We know we’re nerds, but we think it’s super cool that you can use free tools like Google Analytics to measure marketing results and learn about the people who visit your website. Data can be overwhelming. It can be frustrating to figure out, a pain to compile, and easily pushed aside when time-sensitive tasks arrive on the scene. BUT, reviewing and making strategy adjustments based on data is critical to the effectiveness of your digital marketing.
What are your nonprofit’s goals? How is your marketing working to accomplish those goals? Is your plan driving results?
Let’s breakdown three common nonprofit goals from our marketing strategy template—increasing awareness, donations and volunteers. With those end goals in mind, we’ll take a look at where to start with Google Analytics, what metrics to look at, and how to think about analyzing data to determine the results of your marketing campaigns.
Before You Begin
Through this post, I’m using Google Analytics to demonstrate how to look at each metric. It’s a free tool offered through Google that we include for every nonprofit website that we launch on our website platform.
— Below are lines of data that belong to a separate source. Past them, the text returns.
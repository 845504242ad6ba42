use gf_config::ConfigError;
use gf_remote::RemoteError;
use gf_session::SessionError;

use std::panic::Location;

use error_location::ErrorLocation;
use thiserror::Error;

#[derive(Error, Debug)]
pub enum CliError {
    #[error("Config error: {0}")]
    Config(#[from] ConfigError),

    #[error("Remote setup error: {0}")]
    Remote(#[from] RemoteError),

    #[error("{0}")]
    Session(#[from] SessionError),

    #[error("Logger error: {message} {location}")]
    Logger {
        message: String,
        location: ErrorLocation,
    },

    #[error("Output error: {message} {location}")]
    Output {
        message: String,
        location: ErrorLocation,
        #[source]
        source: serde_json::Error,
    },
}

impl CliError {
    #[track_caller]
    pub fn logger(message: impl Into<String>) -> Self {
        Self::Logger {
            message: message.into(),
            location: ErrorLocation::from(Location::caller()),
        }
    }
}

impl From<serde_json::Error> for CliError {
    #[track_caller]
    fn from(source: serde_json::Error) -> Self {
        Self::Output {
            message: source.to_string(),
            location: ErrorLocation::from(Location::caller()),
            source,
        }
    }
}

pub type Result<T> = std::result::Result<T, CliError>;
use crate::ErrorInfo;
use crate::error_codes::{
    INVALID_CREDENTIALS, OFFLINE, PROFILE_NOT_FOUND, REMOTE_SERVICE, UNKNOWN,
};

use std::panic::Location;

use error_location::ErrorLocation;
use gf_core::CoreError;
use thiserror::Error;

#[derive(Error, Debug)]
pub enum SessionError {
    #[error("Offline: {message} {location}")]
    Offline {
        message: String,
        location: ErrorLocation,
    },

    #[error("Invalid credentials: {message} {location}")]
    InvalidCredentials {
        message: String,
        location: ErrorLocation,
    },

    #[error("Profile not found for identity {identity_id} {location}")]
    ProfileNotFound {
        identity_id: String,
        location: ErrorLocation,
    },

    #[error("Remote service error: {message} {location}")]
    RemoteService {
        message: String,
        location: ErrorLocation,
    },

    #[error("Unexpected error: {message} {location}")]
    Unknown {
        message: String,
        location: ErrorLocation,
    },
}

impl SessionError {
    #[track_caller]
    pub fn offline(message: impl Into<String>) -> Self {
        Self::Offline {
            message: message.into(),
            location: ErrorLocation::from(Location::caller()),
        }
    }

    #[track_caller]
    pub fn invalid_credentials(message: impl Into<String>) -> Self {
        Self::InvalidCredentials {
            message: message.into(),
            location: ErrorLocation::from(Location::caller()),
        }
    }

    #[track_caller]
    pub fn profile_not_found(identity_id: impl Into<String>) -> Self {
        Self::ProfileNotFound {
            identity_id: identity_id.into(),
            location: ErrorLocation::from(Location::caller()),
        }
    }

    #[track_caller]
    pub fn remote_service(message: impl Into<String>) -> Self {
        Self::RemoteService {
            message: message.into(),
            location: ErrorLocation::from(Location::caller()),
        }
    }

    #[track_caller]
    pub fn unknown(message: impl Into<String>) -> Self {
        Self::Unknown {
            message: message.into(),
            location: ErrorLocation::from(Location::caller()),
        }
    }

    /// Raised by commands issued after `SessionService::shutdown`.
    #[track_caller]
    pub fn shut_down() -> Self {
        Self::unknown("session service is shut down")
    }

    /// Raised by a command whose outcome was overtaken by a sign-out or
    /// identity switch before it could be applied.
    #[track_caller]
    pub fn superseded() -> Self {
        Self::unknown("session changed while the command was running")
    }

    pub fn is_offline(&self) -> bool {
        matches!(self, Self::Offline { .. })
    }

    pub fn error_code(&self) -> &'static str {
        match self {
            Self::Offline { .. } => OFFLINE,
            Self::InvalidCredentials { .. } => INVALID_CREDENTIALS,
            Self::ProfileNotFound { .. } => PROFILE_NOT_FOUND,
            Self::RemoteService { .. } => REMOTE_SERVICE,
            Self::Unknown { .. } => UNKNOWN,
        }
    }

    /// Human-readable message without the source location.
    pub fn message(&self) -> String {
        match self {
            Self::Offline { message, .. }
            | Self::InvalidCredentials { message, .. }
            | Self::RemoteService { message, .. }
            | Self::Unknown { message, .. } => message.clone(),
            Self::ProfileNotFound { identity_id, .. } => {
                format!("No profile exists for identity {identity_id}")
            }
        }
    }

    /// Structured form recorded in `SessionState::last_error`.
    pub fn to_info(&self) -> ErrorInfo {
        ErrorInfo::new(self.error_code(), self.message())
    }
}

impl From<CoreError> for SessionError {
    #[track_caller]
    fn from(source: CoreError) -> Self {
        Self::Unknown {
            message: source.to_string(),
            location: ErrorLocation::from(Location::caller()),
        }
    }
}

impl From<serde_json::Error> for SessionError {
    #[track_caller]
    fn from(source: serde_json::Error) -> Self {
        Self::Unknown {
            message: format!("Failed to encode document: {source}"),
            location: ErrorLocation::from(Location::caller()),
        }
    }
}

pub type Result<T> = std::result::Result<T, SessionError>;
use crate::{ConfigError, ConfigErrorResult};

use std::time::Duration;

use serde::Deserialize;

pub const DEFAULT_IDENTITY_URL: &str = "http://127.0.0.1:9099/identitytoolkit/v1";
pub const DEFAULT_DOCUMENT_URL: &str = "http://127.0.0.1:8080/documents";

pub const MIN_TIMEOUT_SECS: u64 = 1;
pub const MAX_TIMEOUT_SECS: u64 = 120;
pub const DEFAULT_TIMEOUT_SECS: u64 = 10;

/// Endpoints of the identity provider and document store.
#[derive(Debug, Clone, Deserialize)]
#[serde(default)]
pub struct RemoteConfig {
    pub identity_url: String,
    pub document_url: String,
    /// Sent as the `key` query parameter to the identity provider
    pub api_key: Option<String>,
    pub timeout_secs: u64,
}

impl Default for RemoteConfig {
    fn default() -> Self {
        Self {
            identity_url: String::from(DEFAULT_IDENTITY_URL),
            document_url: String::from(DEFAULT_DOCUMENT_URL),
            api_key: None,
            timeout_secs: DEFAULT_TIMEOUT_SECS,
        }
    }
}

impl RemoteConfig {
    pub fn timeout(&self) -> Duration {
        Duration::from_secs(self.timeout_secs)
    }

    pub fn validate(&self) -> ConfigErrorResult<()> {
        Self::validate_url("remote.identity_url", &self.identity_url)?;
        Self::validate_url("remote.document_url", &self.document_url)?;

        if self.timeout_secs < MIN_TIMEOUT_SECS || self.timeout_secs > MAX_TIMEOUT_SECS {
            return Err(ConfigError::remote(format!(
                "remote.timeout_secs must be {}-{}, got {}",
                MIN_TIMEOUT_SECS, MAX_TIMEOUT_SECS, self.timeout_secs
            )));
        }

        if let Some(key) = &self.api_key
            && key.trim().is_empty()
        {
            return Err(ConfigError::remote("remote.api_key cannot be empty when set"));
        }

        Ok(())
    }

    fn validate_url(field: &str, url: &str) -> ConfigErrorResult<()> {
        if !(url.starts_with("http://") || url.starts_with("https://")) {
            return Err(ConfigError::remote(format!(
                "{field} must start with http:// or https://, got '{url}'"
            )));
        }
        Ok(())
    }
}
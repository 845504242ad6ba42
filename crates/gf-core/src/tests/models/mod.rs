mod profile_record;
mod role;
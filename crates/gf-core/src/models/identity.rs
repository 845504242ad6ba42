use serde::{Deserialize, Serialize};

/// Authenticated principal as asserted by the identity provider.
#[derive(Debug, Clone, Serialize, Deserialize, PartialEq, Eq)]
pub struct Identity {
    pub id: String,
    pub email: String,
    /// Name the provider holds for the account, if any
    #[serde(default, skip_serializing_if = "Option::is_none")]
    pub display_name: Option<String>,
}

impl Identity {
    pub fn new(id: impl Into<String>, email: impl Into<String>) -> Self {
        Self {
            id: id.into(),
            email: email.into(),
            display_name: None,
        }
    }

    pub fn with_display_name(mut self, display_name: impl Into<String>) -> Self {
        self.display_name = Some(display_name.into());
        self
    }
}
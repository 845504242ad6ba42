//! gymfit - session operator CLI
//!
//! Signs in, registers or signs out against the configured identity
//! provider and document store, then prints the resulting session state.
//!
//! # Examples
//!
//! ```bash
//! gymfit login --email member@example.com --password secret --pretty
//! gymfit register --email new@example.com --password secret --name "New Member"
//! gymfit --offline login --email member@example.com --password secret
//! ```

use gf_cli::{Cli, CliResult, logger, render, run_command};
use gf_config::Config;

use std::process::ExitCode;

use clap::Parser;
use log::info;

#[tokio::main]
async fn main() -> ExitCode {
    let cli = Cli::parse();

    match run(&cli).await {
        Ok(json) => {
            println!("{json}");
            ExitCode::SUCCESS
        }
        Err(e) => {
            eprintln!("Error: {e}");
            ExitCode::FAILURE
        }
    }
}

async fn run(cli: &Cli) -> CliResult<String> {
    let config = Config::load()?;
    config.validate()?;

    // Before anything else logs
    logger::initialize(
        config.logging.level,
        config.log_file_path()?,
        config.logging.colored,
    )?;

    info!("Starting gymfit v{}", env!("CARGO_PKG_VERSION"));
    config.log_summary();

    let state = run_command(cli, &config).await?;
    render(&state, cli.pretty)
}
use std::panic::Location;
use std::path::PathBuf;
use std::result::Result as StdResult;

use error_location::ErrorLocation;
use thiserror::Error as ThisError;

#[derive(ThisError, Debug)]
pub enum ConfigError {
    #[error("{category} error: {message} {location}")]
    Generic {
        category: &'static str,
        message: String,
        location: ErrorLocation,
    },

    #[error("IO error reading {path}: {source}")]
    Io {
        path: PathBuf,
        #[source]
        source: std::io::Error,
    },

    #[error("TOML parse error in {path}: {source}")]
    Toml {
        path: PathBuf,
        #[source]
        source: toml::de::Error,
    },
}

impl ConfigError {
    /// Create a config error
    #[track_caller]
    pub fn config<S: Into<String>>(message: S) -> Self {
        ConfigError::Generic {
            category: "Config",
            message: message.into(),
            location: ErrorLocation::from(Location::caller()),
        }
    }

    /// Create a session error
    #[track_caller]
    pub fn session<S: Into<String>>(message: S) -> Self {
        ConfigError::Generic {
            category: "Session",
            message: message.into(),
            location: ErrorLocation::from(Location::caller()),
        }
    }

    /// Create a remote endpoint error
    #[track_caller]
    pub fn remote<S: Into<String>>(message: S) -> Self {
        ConfigError::Generic {
            category: "Remote",
            message: message.into(),
            location: ErrorLocation::from(Location::caller()),
        }
    }

    /// Create a logging error
    #[track_caller]
    pub fn logging<S: Into<String>>(message: S) -> Self {
        ConfigError::Generic {
            category: "Logging",
            message: message.into(),
            location: ErrorLocation::from(Location::caller()),
        }
    }
}

pub type ConfigErrorResult<T> = StdResult<T, ConfigError>;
The only caveat: if your account was not set up by a professional who knows what they’re doing, it can be a little tricky to make sure that your organization’s most important goals on your website are set up and tracking correctly within your Google Analytics account.
Once you’re tracking the key actions that you’d like visitors to take on your site, like email signups, donations and volunteer form submissions, you’re all set to review and use that data to influence your marketing strategy.
Measure Marketing Results
You want to look at the data that moves your goals forward or holds them up. Below, we’ve taken each goal and broken it down to the most important metric to determine its success, as well as all those supporting metrics that may contribute to that goal’s success.
When you’ve reached this goal for your organization, you’ll see more new users on your website. This means that more people are visiting your site that had not previously visited, and your awareness-building efforts are working. Find this information by going to “Overview” within the “Audience” section of your Google Analytics account.
While seeing an uptick in new visitors is nice, there are a variety of other data points that contribute to that end result. By digging deeper into where traffic comes from and which of your pages are popular, you can draw conclusions about your audience and areas you might focus on to broaden the reach of your awareness efforts.
- Organic search traffic, or traffic from search engines like Google
- Social media traffic
- Email newsletter sign ups or other actions you’d like new visitors to take (these will need to be set up as goals)
- Top landing pages
- Pageviews of your homepage
- Pageviews of other key awareness pages
For example, by looking into organic search traffic, you may see that the number of visitors arriving from search engines has fallen drastically. Since search has worked for you in the past, you might decide to focus more energy and funds on search engine optimization (SEO) research with the goal of pushing key awareness pages back up into the top search results.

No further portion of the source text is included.